Tuesday, December 01, 2009


As a child of the 1980s, there were many things pulled out that frightened everyone during that time. You had the possibility of nuclear holocaust, or the economic recessions, or hundreds of other smaller moments that felt totally monumental at the time. Along with all of these choices, there was one event that started out very quietly but wound up building to a crescendo by the end of the decade. Whether that slow burn came from indifference by the government at large or the rate at which the disease worked it’s way through the person’s body, this wasn’t something that jumped right out to get our attention. It was the arrival of the HIV disease or, as it is usually called, AIDS.

I didn’t hit 18 years old until 1990 so most of the decade was spent watching the slow build of AIDS on the news programs and the random entertainment programs that included it as a plot device. Other than that, the disease didn’t seem to enter my suburban world in a physical sense. That didn’t mean that it wasn’t in my mind but that was as far as it got for me.

It seemed to take forever to finally get to the point where the government started to see just how important this disease was and how it wasn’t just the “gay cancer” that they must have thought it was or wanted it to seem. Both the gay and hetero worlds were starting to see the powers that AIDS was bringing to bear and the need to seriously start to look for a cure. The 1990s found more time spent in sorrow with people passing away and optimism over the possibility of a cure but AIDS was still this floating curse that looked like the equivalent of a death sentence once the diagnosis was made.

After so many people passed away, the doctors had come up with a drug cocktail that could help to control the infection but was nowhere near a full cure. It was still a dark diagnosis for anyone that received that news but at least there was hope of maintenance if not a total form of remission. You wind up having to take multiple expensive drugs on a daily basis but at least it can hold it in place for the most part.

Move your vision up to the current day and it is a different kind of world that AIDS is a part of. Instead of the dreaded scourge that it was, it almost seems like the United States has forgotten about how evil the disease is. You can chalk it up to whatever you want to but the importance is not like it used to be. This isn’t the same as it is in the rest of the world and that has hindered a lot of the responses to the firestorm that AIDS is burning through the African continent. There are complete generations that are dying directly from the disease or having their lives and future possibilities destroyed by the ramifications of what they are left with. There are orphanages that are full of the sons and daughters of parents that have passes away from the disease. Many of these children are also HIV positive which leaves them stuck both behind the proverbial eight ball and strapped onto the cue ball at the same time.

Thankfully many groups saw this firestorm coming and have been working to fight back against the flames of disaster. Medical groups, children’s charities, and more were in the forefront of bringing attention to what was going on and the need to help. These are people that can’t possibly afford the monetary bills that come from purchasing all of the drugs needed to care for their situation. Through the charitable work of all of these people and groups, there is now at least hope that the people of Africa now see what the disease is and how to protect themselves from what is to possibly come.

Where does that leave us on this World’s AIDS Day? It kind of seems that we are a little ahead of the game since there is the mixture of drugs that can help keep the disease in check but that still doesn’t leave us with an actual cure.

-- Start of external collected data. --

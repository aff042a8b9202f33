// ABOUTME: Data context for dependency injection of database and provider services
// ABOUTME: Contains database, provider registry, and intelligence services for data operations
//
// Licensed under either of Apache License, Version 2.0 or MIT License at your option.
// Copyright ©2025 Async-IO.org

use crate::database_plugins::factory::Database;
use crate::intelligence::ActivityIntelligence;
use crate::providers::ProviderRegistry;
use std::sync::Arc;

/// Data context containing database and provider dependencies
///
/// This context provides all data-related dependencies needed for
/// database operations, provider integration, and activity intelligence.
///
/// # Dependencies
/// - `database`: Primary database interface for all persistence operations
/// - `provider_registry`: Registry of external service providers
/// - `activity_intelligence`: AI/ML services for activity analysis
#[derive(Clone)]
pub struct DataContext {
    database: Arc<Database>,
    provider_registry: Arc<ProviderRegistry>,
    activity_intelligence: Arc<ActivityIntelligence>,
}

impl DataContext {
    /// Create new data context
    #[must_use]
    pub const fn new(
        database: Arc<Database>,
        provider_registry: Arc<ProviderRegistry>,
        activity_intelligence: Arc<ActivityIntelligence>,
    ) -> Self {
        Self {
            database,
            provider_registry,
            activity_intelligence,
        }
    }

    /// Get database for persistence operations
    #[must_use]
    pub const fn database(&self) -> &Arc<Database> {
        &self.database
    }

    /// Get provider registry for external integrations
    #[must_use]
    pub const fn provider_registry(&self) -> &Arc<ProviderRegistry> {
        &self.provider_registry
    }

    /// Get activity intelligence for AI/ML operations
    #[must_use]
    pub const fn activity_intelligence(&self) -> &Arc<ActivityIntelligence> {
        &self.activity_intelligence
    }
}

That is still being looked for but I don’t really know how much of attention that used to be directed towards it is still evident. There are new diseases and problems that have come about that have pulled off both people and finances but AIDS still hasn’t gone away. It just seems to leave the situation in this gray area where there is work being done but the whole situation gets swept under the carpet here in the United States.

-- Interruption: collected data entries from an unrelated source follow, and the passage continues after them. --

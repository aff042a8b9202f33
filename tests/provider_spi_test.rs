// ABOUTME: Tests for Provider SPI (Service Provider Interface)
// ABOUTME: Verifies provider descriptors and capabilities work correctly
//
// Licensed under either of Apache License, Version 2.0 or MIT License at your option.
// Copyright ©2025 Async-IO.org

#![allow(missing_docs)]

use pierre_mcp_server::providers::ProviderCapabilities;
#[cfg(any(
    feature = "provider-strava",
    feature = "provider-garmin",
    feature = "provider-synthetic"
))]
use pierre_mcp_server::providers::ProviderDescriptor;

#[cfg(feature = "provider-strava")]
use pierre_mcp_server::providers::StravaDescriptor;

#[cfg(feature = "provider-garmin")]
use pierre_mcp_server::providers::GarminDescriptor;

#[cfg(feature = "provider-synthetic")]
use pierre_mcp_server::providers::SyntheticDescriptor;

#[test]
#[cfg(feature = "provider-strava")]
fn test_strava_descriptor() {
    let desc = StravaDescriptor;
    assert_eq!(desc.name(), "strava");
    assert_eq!(desc.display_name(), "Strava");
    assert!(desc.requires_oauth());
    assert!(!desc.supports_sleep());
    assert!(!desc.supports_recovery());

    let config = desc.to_config();
    assert_eq!(config.name, "strava");
    assert!(config.auth_url.contains("strava.com"));
}

#[test]
#[cfg(feature = "provider-garmin")]
fn test_garmin_descriptor() {
    let desc = GarminDescriptor;
    assert_eq!(desc.name(), "garmin");
    assert!(desc.requires_oauth());
    assert!(desc.supports_sleep());
    assert!(desc.supports_recovery());
    assert!(desc.supports_health());
}

#[test]
#[cfg(feature = "provider-synthetic")]
fn test_synthetic_descriptor() {
    let desc = SyntheticDescriptor;
    assert_eq!(desc.name(), "synthetic");
    assert!(!desc.requires_oauth());
    assert!(desc.supports_sleep()); // Synthetic supports all for testing
    assert!(desc.oauth_endpoints().is_none());
}

#[test]
fn test_provider_capabilities() {
    let activity = ProviderCapabilities::activity_only();
    assert!(activity.requires_oauth());
    assert!(activity.supports_activities());
    assert!(!activity.supports_sleep());

    let full = ProviderCapabilities::full_health();
    assert!(full.requires_oauth());
    assert!(full.supports_sleep());
    assert!(full.supports_recovery());

    let synthetic = ProviderCapabilities::synthetic();
    assert!(!synthetic.requires_oauth());
    assert!(synthetic.supports_activities());
}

I always try to keep an optimistic view on the possible future and there does seem to be a good sign about the situation. But, even with that optimistic idea, I do worry about the seeming forgetfulness of most of the world when it comes to the AIDS situation around the world. There have been many advances made over the years but you can also say that we have kind of stayed in place over the past decade or so when it comes to finding a true cure. Even in a world full of new diseases appearing on it would seem a near daily basis, we should never let something as deadly as AIDS to fall into the mental background or we run the chance of having another situation like what happened on the African continent again. There is always the chance that it could come back that way here in the United States but that is something to think of for another day. For now there is work to be done to finally bring a cure to the people that seriously need it.